→ **To do**
All of the data below is to be copied again without changes.

→ **Exercise inputs**
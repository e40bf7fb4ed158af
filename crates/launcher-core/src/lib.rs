//! Core of the launcher guard: first-run launcher discovery and the
//! per-launcher network access panel, plus Steam game launches that
//! follow the panel's Steam rules.

pub mod access;
pub mod backend;
pub mod error;
pub mod games;
pub mod launcher;
pub mod onboarding;
pub mod paths;
pub mod registry;
pub mod settings;
pub mod storage;
pub mod system;

pub use access::{AccessControlPanel, FileRule, PanelView, RefreshReport};
pub use backend::SteamGame;
pub use error::{LauncherError, Result};
pub use games::SteamGames;
pub use launcher::LauncherId;
pub use onboarding::{OnboardingPhase, OnboardingStateMachine, OnboardingView};
pub use registry::{DetectionRecord, DetectionStatus, LauncherRegistry};
pub use settings::OrchestratorSettings;
pub use storage::KvStore;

→ **Written solution**
repository e40bf7fb4ed158af
filename crates/launcher-core/src/lib.rs
//! Core of the launcher guard: first-run launcher discovery and the
//! per-launcher network access panel, plus Steam game launches that
//! follow the panel's Steam rules.

pub mod access;
pub mod backend;
pub mod error;
pub mod games;
pub mod launcher;
pub mod onboarding;
pub mod paths;
pub mod registry;
pub mod settings;
pub mod storage;
pub mod system;

pub use access::{AccessControlPanel, FileRule, PanelView, RefreshReport};
pub use backend::SteamGame;
pub use error::{LauncherError, Result};
pub use games::SteamGames;
pub use launcher::LauncherId;
pub use onboarding::{OnboardingPhase, OnboardingStateMachine, OnboardingView};
pub use registry::{DetectionRecord, DetectionStatus, LauncherRegistry};
pub use settings::OrchestratorSettings;
pub use storage::KvStore;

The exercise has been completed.